Saved data entries:
=== Section Start ===
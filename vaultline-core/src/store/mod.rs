//! Entry store: the persistence contract for credential entries.
//!
//! Every operation is scoped to the principal of the session held in the
//! store's [`SessionSlot`](crate::SessionSlot). Without a live session the
//! call fails with `AuthenticationRequired` before anything else happens.
//! Stores keep no cache; callers reconcile their own copies.

mod memory;
mod remote;
pub mod row;

pub use memory::MemoryEntryStore;
pub use remote::RemoteEntryStore;

use crate::entry::{CredentialEntry, EntryId, EntryPatch, NewEntry};
use crate::Result;
use async_trait::async_trait;

#[async_trait]
pub trait EntryStore: Send + Sync {
    /// All entries of the current principal, newest first.
    async fn list(&self) -> Result<Vec<CredentialEntry>>;

    /// Add an entry; the store assigns id, owner and timestamps.
    async fn create(&self, entry: NewEntry) -> Result<CredentialEntry>;

    /// Apply the supplied fields and refresh `updated_at`.
    async fn update(&self, id: &EntryId, patch: EntryPatch) -> Result<CredentialEntry>;

    /// Permanently remove an entry.
    async fn delete(&self, id: &EntryId) -> Result<()>;

    /// Refresh `last_used_at`; nothing else changes.
    async fn mark_used(&self, id: &EntryId) -> Result<()>;
}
=== Section End ===
Copy out each record, keeping every word as it is.

- RESULT OF THIS TASK
filename vaultline-core/src/store/mod.rs
//! Entry store: the persistence contract for credential entries.
//!
//! Every operation is scoped to the principal of the session held in the
//! store's [`SessionSlot`](crate::SessionSlot). Without a live session the
//! call fails with `AuthenticationRequired` before anything else happens.
//! Stores keep no cache; callers reconcile their own copies.

mod memory;
mod remote;
pub mod row;

pub use memory::MemoryEntryStore;
pub use remote::RemoteEntryStore;

use crate::entry::{CredentialEntry, EntryId, EntryPatch, NewEntry};
use crate::Result;
use async_trait::async_trait;

#[async_trait]
pub trait EntryStore: Send + Sync {
    /// All entries of the current principal, newest first.
    async fn list(&self) -> Result<Vec<CredentialEntry>>;

    /// Add an entry; the store assigns id, owner and timestamps.
    async fn create(&self, entry: NewEntry) -> Result<CredentialEntry>;

    /// Apply the supplied fields and refresh `updated_at`.
    async fn update(&self, id: &EntryId, patch: EntryPatch) -> Result<CredentialEntry>;

    /// Permanently remove an entry.
    async fn delete(&self, id: &EntryId) -> Result<()>;

    /// Refresh `last_used_at`; nothing else changes.
    async fn mark_used(&self, id: &EntryId) -> Result<()>;
}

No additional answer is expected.